In 2018, he appointed Tony Perkins to the US Commission on International Religious Freedom, which is “dedicated to defending the universal right to freedom of religion or belief abroad”.

Perkins, who has a long history of attacking the LGBTQ+ community, is president of the Family Research Council (FRC).

The Southern Poverty Law Center listed the FRC as an anti-LGBTQ+ hate group in 2010, claiming that the organisation is infamous for making “false claims about the LGBTQ community based on discredited research and junk science”.

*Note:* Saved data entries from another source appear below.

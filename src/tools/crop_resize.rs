//! `image.cropResize`: resize into a box with an explicit fit mode, then
//! optionally rotate and mirror.

use super::{
    Tool, ToolContext, ToolError, ToolResponse, ValidationError, check_dimension, check_range,
    object_schema, parse_args, resolve_paths, run_batch,
};
use crate::batch::OutputPolicy;
use crate::imaging::calculations::MAX_DIMENSION;
use crate::imaging::{FitMode, Pipeline, ResizeSpec};
use crate::output::Verbs;
use serde::Deserialize;
use serde_json::{Value, json};

fn default_true() -> bool {
    true
}

#[derive(Debug, Clone, Deserialize)]
#[serde(rename_all = "camelCase")]
pub struct CropResizeParams {
    #[serde(rename = "imagesPath", alias = "imagePaths")]
    pub images_path: Vec<String>,
    pub width: Option<u32>,
    pub height: Option<u32>,
    pub resize_mode: FitMode,
    /// Accepted for compatibility; `resize_mode` alone decides the geometry.
    #[serde(default = "default_true")]
    pub maintain_ratio: bool,
    pub rotate: Option<f64>,
    #[serde(default)]
    pub flip: bool,
    #[serde(default)]
    pub mirror: bool,
}

impl CropResizeParams {
    pub fn validate(&self) -> Result<(), ValidationError> {
        check_dimension("width", self.width)?;
        check_dimension("height", self.height)?;
        check_range("rotate", self.rotate, -360.0, 360.0)
    }

    pub fn pipeline(&self) -> Pipeline {
        let mut pipeline = Pipeline::new();
        if self.width.is_some() || self.height.is_some() {
            pipeline = pipeline.resize(ResizeSpec {
                width: self.width,
                height: self.height,
                fit: self.resize_mode,
                allow_enlargement: self.resize_mode != FitMode::Inside,
            });
        }
        if let Some(angle) = self.rotate.filter(|&a| a != 0.0) {
            pipeline = pipeline.rotate(angle);
        }
        if self.flip {
            pipeline = pipeline.flip();
        }
        if self.mirror {
            pipeline = pipeline.flop();
        }
        pipeline
    }
}

pub struct CropResize;

impl Tool for CropResize {
    fn name(&self) -> &'static str {
        "image.cropResize"
    }

    fn description(&self) -> &'static str {
        "Crop or resize images with a fit mode, optionally rotating and mirroring"
    }

    fn input_schema(&self) -> Value {
        let modes: Vec<_> = FitMode::ALL.iter().map(|m| m.as_str()).collect();
        object_schema(
            json!({
                "width": { "type": "integer", "exclusiveMinimum": 0, "maximum": MAX_DIMENSION },
                "height": { "type": "integer", "exclusiveMinimum": 0, "maximum": MAX_DIMENSION },
                "resizeMode": { "type": "string", "enum": modes },
                "maintainRatio": { "type": "boolean", "default": true },
                "rotate": { "type": "number", "minimum": -360, "maximum": 360 },
                "flip": { "type": "boolean", "description": "Flip vertically" },
                "mirror": { "type": "boolean", "description": "Mirror horizontally" },
            }),
            &["resizeMode"],
        )
    }

    fn call(&self, ctx: &ToolContext<'_>, args: Value) -> Result<ToolResponse, ToolError> {
        let params: CropResizeParams = parse_args(args)?;
        params.validate()?;
        let paths = resolve_paths(&params.images_path, ctx.paths)?;
        Ok(run_batch(
            ctx,
            &paths,
            &params.pipeline(),
            OutputPolicy::Suffix("cropped"),
            Verbs::PROCESS,
        ))
    }
}
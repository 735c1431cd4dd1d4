//! `image.postProcess`: tone adjustments, blur and sharpening.
//!
//! Brightness, contrast and saturation add their step whenever they are
//! present, even at 0 (which is an identity adjustment). Blur and sharpen are
//! skipped at 0.

use super::{
    Tool, ToolContext, ToolError, ToolResponse, ValidationError, check_range, object_schema,
    parse_args, resolve_paths, run_batch,
};
use crate::batch::OutputPolicy;
use crate::imaging::adjust::{brightness_multiplier, contrast_coefficients, saturation_multiplier};
use crate::imaging::{Modulation, Pipeline, Sharpening};
use crate::output::Verbs;
use serde::Deserialize;
use serde_json::{Value, json};

#[derive(Debug, Clone, Deserialize)]
#[serde(rename_all = "camelCase")]
pub struct PostProcessParams {
    #[serde(rename = "imagesPath", alias = "imagePaths")]
    pub images_path: Vec<String>,
    pub brightness: Option<f64>,
    pub contrast: Option<f64>,
    pub saturation: Option<f64>,
    pub blur: Option<f64>,
    pub sharpen: Option<f64>,
}

impl PostProcessParams {
    pub fn validate(&self) -> Result<(), ValidationError> {
        check_range("brightness", self.brightness, -1.0, 1.0)?;
        check_range("contrast", self.contrast, -1.0, 1.0)?;
        check_range("saturation", self.saturation, -1.0, 1.0)?;
        if self.blur.is_some_and(|r| r < 0.0) {
            return Err(ValidationError::new("blur", "must not be negative"));
        }
        check_range("sharpen", self.sharpen, 0.0, 100.0)
    }

    pub fn pipeline(&self) -> Pipeline {
        let mut pipeline = Pipeline::new();
        if let Some(b) = self.brightness {
            pipeline = pipeline.modulate(Modulation::Brightness(brightness_multiplier(b)));
        }
        if let Some(c) = self.contrast {
            let (slope, intercept) = contrast_coefficients(c);
            pipeline = pipeline.linear(slope, intercept);
        }
        if let Some(s) = self.saturation {
            pipeline = pipeline.modulate(Modulation::Saturation(saturation_multiplier(s)));
        }
        if let Some(sigma) = self.blur.filter(|&r| r != 0.0) {
            pipeline = pipeline.blur(sigma);
        }
        if let Some(intensity) = self.sharpen.filter(|&s| s != 0.0) {
            pipeline = pipeline.sharpen(Sharpening::from_intensity(intensity));
        }
        pipeline
    }
}

pub struct PostProcess;

impl Tool for PostProcess {
    fn name(&self) -> &'static str {
        "image.postProcess"
    }

    fn description(&self) -> &'static str {
        "Adjust brightness, contrast and saturation, blur or sharpen images"
    }

    fn input_schema(&self) -> Value {
        object_schema(
            json!({
                "brightness": { "type": "number", "minimum": -1, "maximum": 1 },
                "contrast": { "type": "number", "minimum": -1, "maximum": 1 },
                "saturation": { "type": "number", "minimum": -1, "maximum": 1 },
                "blur": { "type": "number", "minimum": 0 },
                "sharpen": { "type": "number", "minimum": 0, "maximum": 100 },
            }),
            &[],
        )
    }

    fn call(&self, ctx: &ToolContext<'_>, args: Value) -> Result<ToolResponse, ToolError> {
        let params: PostProcessParams = parse_args(args)?;
        params.validate()?;
        let paths = resolve_paths(&params.images_path, ctx.paths)?;
        Ok(run_batch(
            ctx,
            &paths,
            &params.pipeline(),
            OutputPolicy::Suffix("postProcessed"),
            Verbs::PROCESS,
        ))
    }
}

Mitch McConnell consistently voted against protections for LGBTQ+ people in the US 

Senator Mitch McConnell wears a suit and tie as he speaks at a podium to people off screen
McConnell delayed the progress of the Equality Act in the US senate in 2019 by refusing to bring the pro-LGBTQ+ law to a vote. (Getty)

He voted against employment protections for queer federal workers and LGBTQ+-inclusive policies on hate crimes, as well as calling for the repeal of the Affordable Healthcare Act, known as Obamacare, thus threatening to strip people of vital access to medical care in the US. 

He used his power as senate Republican leader to stall the Equality Act, which would provide explicit anti-discrimination protections for LGBTQ+ people across key areas of life. 

The House of Representatives passed the Equality Act for the first time in 2019, but the bill stalled in the senate when McConnell refused to bring the proposed law to a vote. It was passed by the house in 2021 before being stalled in the senate once more. 

Democrats reintroduced the Equality Act in congress once again in 2023.